───── Given data ─────
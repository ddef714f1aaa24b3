// Lexical reranker: query-overlap scoring in [0, 1]
use async_trait::async_trait;
use serde::{Deserialize, Serialize};
use std::collections::HashSet;

use crate::keyword::tokenizer::tokenize;
use crate::rag::reranking::{RerankError, Reranker};

/// Lexical rerank weights. They sum to 1.0 so scores stay in [0, 1].
#[derive(Debug, Clone, Serialize, Deserialize)]
pub struct LexicalRerankConfig {
    /// Weight of the fraction of query terms found in the candidate
    pub coverage_weight: f32,
    /// Weight of the fraction of candidate terms that are query terms
    pub density_weight: f32,
    /// Boost when the whole query appears verbatim
    pub exact_match_boost: f32,
}

impl Default for LexicalRerankConfig {
    fn default() -> Self {
        Self {
            coverage_weight: 0.7,
            density_weight: 0.2,
            exact_match_boost: 0.1,
        }
    }
}

/// Deterministic reranker that needs no model
pub struct LexicalReranker {
    config: LexicalRerankConfig,
}

impl LexicalReranker {
    /// Create new reranker with default config
    pub fn new() -> Self {
        Self {
            config: LexicalRerankConfig::default(),
        }
    }

    /// Create with custom configuration
    pub fn with_config(config: LexicalRerankConfig) -> Self {
        Self { config }
    }

    /// Score one candidate against the query
    pub fn score(&self, query: &str, candidate: &str) -> f32 {
        let query_terms: HashSet<String> = tokenize(query).into_iter().collect();
        if query_terms.is_empty() {
            return 0.0;
        }
        let candidate_terms = tokenize(candidate);
        if candidate_terms.is_empty() {
            return 0.0;
        }
        let candidate_set: HashSet<&String> = candidate_terms.iter().collect();

        let covered = query_terms
            .iter()
            .filter(|t| candidate_set.contains(t))
            .count();
        let coverage = covered as f32 / query_terms.len() as f32;

        let dense = candidate_terms
            .iter()
            .filter(|t| query_terms.contains(*t))
            .count();
        let density = dense as f32 / candidate_terms.len() as f32;

        let exact = if candidate.to_lowercase().contains(&query.trim().to_lowercase()) {
            self.config.exact_match_boost
        } else {
            0.0
        };

        let combined = coverage * self.config.coverage_weight
            + density * self.config.density_weight
            + exact;

        combined.clamp(0.0, 1.0)
    }

    pub fn config(&self) -> &LexicalRerankConfig {
        &self.config
    }
}

impl Default for LexicalReranker {
    fn default() -> Self {
        Self::new()
    }
}

#[async_trait]
impl Reranker for LexicalReranker {
    async fn rerank(&self, query: &str, candidates: &[String]) -> Result<Vec<f32>, RerankError> {
        Ok(candidates.iter().map(|c| self.score(query, c)).collect())
    }
}
//! Bounded retry with exponential backoff for remote rerankers
//!
//! - Attempts: one initial call plus `max_retries` retries
//! - Delay: base * 2^retry, capped, with ±25% jitter
//! - Only errors classified by [`RerankError::is_retryable`] are retried;
//!   the last error is returned once attempts run out

use std::future::Future;
use std::time::Duration;
use tokio::time::sleep;
use tracing::debug;

use crate::rag::reranking::RerankError;

/// Default retry count after the first attempt
pub const DEFAULT_MAX_RETRIES: u32 = 2;

const BASE_DELAY_MS: u64 = 100;
const MAX_DELAY_MS: u64 = 2000;

/// Retry policy for reranker calls
#[derive(Debug, Clone)]
pub struct RetryPolicy {
    max_retries: u32,
    base_delay_ms: u64,
    max_delay_ms: u64,
    enable_jitter: bool,
}

impl Default for RetryPolicy {
    fn default() -> Self {
        Self::new(DEFAULT_MAX_RETRIES)
    }
}

impl RetryPolicy {
    pub fn new(max_retries: u32) -> Self {
        Self {
            max_retries,
            base_delay_ms: BASE_DELAY_MS,
            max_delay_ms: MAX_DELAY_MS,
            enable_jitter: true,
        }
    }

    /// Policy that makes exactly one attempt
    pub fn none() -> Self {
        Self::new(0)
    }

    pub fn with_base_delay(mut self, base_delay_ms: u64) -> Self {
        self.base_delay_ms = base_delay_ms;
        self
    }

    /// Run `operation` until it succeeds, fails permanently, or attempts run out
    pub async fn run<F, Fut, T>(&self, mut operation: F) -> Result<T, RerankError>
    where
        F: FnMut() -> Fut,
        Fut: Future<Output = Result<T, RerankError>>,
    {
        let mut retry = 0;

        loop {
            match operation().await {
                Ok(value) => return Ok(value),
                Err(e) if !e.is_retryable() || retry >= self.max_retries => return Err(e),
                Err(e) => {
                    let delay = self.calculate_delay(retry);
                    retry += 1;
                    debug!(error = %e, retry, delay_ms = delay.as_millis() as u64, "retrying reranker call");
                    sleep(delay).await;
                }
            }
        }
    }

    fn calculate_delay(&self, retry: u32) -> Duration {
        let exponential = self
            .base_delay_ms
            .saturating_mul(2u64.saturating_pow(retry));
        let delay_ms = exponential.min(self.max_delay_ms);

        let final_delay = if self.enable_jitter {
            let jitter = (delay_ms / 4) as f64;
            let offset = (rand::random::<f64>() * 2.0 - 1.0) * jitter;
            ((delay_ms as f64) + offset).max(0.0) as u64
        } else {
            delay_ms
        };

        Duration::from_millis(final_delay)
    }

    /// Upper bound on time spent sleeping, ignoring jitter
    pub fn max_total_wait_time(&self) -> Duration {
        let total_ms = (0..self.max_retries)
            .map(|retry| {
                self.base_delay_ms
                    .saturating_mul(2u64.saturating_pow(retry))
                    .min(self.max_delay_ms)
            })
            .sum();
        Duration::from_millis(total_ms)
    }

    pub fn max_retries(&self) -> u32 {
        self.max_retries
    }
}
// Reranking: query-conditioned rescoring of merged candidates
//
// The reranker is the point where graph and keyword scores, which live on
// unrelated scales, become comparable.
//
// Components:
// - Reranker: the seam the orchestrator depends on
// - LexicalReranker: deterministic in-process scorer
// - HttpReranker: cross-encoder served over HTTP (TEI wire format)
// - RetryPolicy: bounded backoff for the HTTP client

pub mod http;
pub mod lexical;
pub mod retry;

use async_trait::async_trait;
use thiserror::Error;

pub use http::{HttpReranker, HttpRerankerConfig};
pub use lexical::{LexicalRerankConfig, LexicalReranker};
pub use retry::RetryPolicy;

/// Reranker failure
#[derive(Error, Debug, Clone, PartialEq)]
pub enum RerankError {
    #[error("reranker unavailable: {0}")]
    Unavailable(String),

    #[error("reranker transport error: {0}")]
    Transport(String),

    #[error("reranker returned HTTP {status}")]
    Status { status: u16 },

    #[error("reranker returned {got} scores for {expected} candidates")]
    LengthMismatch { expected: usize, got: usize },

    #[error("invalid reranker response: {0}")]
    InvalidResponse(String),
}

impl RerankError {
    /// Transient failures worth another attempt
    pub fn is_retryable(&self) -> bool {
        match self {
            RerankError::Transport(_) => true,
            RerankError::Status { status } => *status >= 500,
            RerankError::Unavailable(_) => false,
            RerankError::LengthMismatch { .. } => false,
            RerankError::InvalidResponse(_) => false,
        }
    }
}

/// Query-conditioned relevance model.
#[async_trait]
pub trait Reranker: Send + Sync {
    /// One score per candidate, in input order, on a scale shared by all
    /// candidates regardless of where they came from.
    async fn rerank(&self, query: &str, candidates: &[String]) -> Result<Vec<f32>, RerankError>;
}
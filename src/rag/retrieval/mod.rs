// Hybrid retrieval: graph and keyword sources fused into one ranked list
//
// Components:
// - Graph source: seed search plus neighborhood rendering
// - Fusion: duplicate collapsing, stable ranking
// - Orchestrator: concurrent fan-out and the end-to-end pipeline
pub mod fusion;
pub mod graph_source;
pub mod orchestrator;

pub use orchestrator::{RetrievalOrchestrator, RetrieveOptions};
─────
Assignment:
In the entries above, find the line holding "#[derive(Error, Debug, Clone, PartialEq)]" and the line holding "usize, got: usize", then retype exactly those two lines and every line between them, and nothing else.

Result of the task:
#[derive(Error, Debug, Clone, PartialEq)]
pub enum RerankError {
    #[error("reranker unavailable: {0}")]
    Unavailable(String),

    #[error("reranker transport error: {0}")]
    Transport(String),

    #[error("reranker returned HTTP {status}")]
    Status { status: u16 },

    #[error("reranker returned {got} scores for {expected} candidates")]
    LengthMismatch { expected: usize, got: usize },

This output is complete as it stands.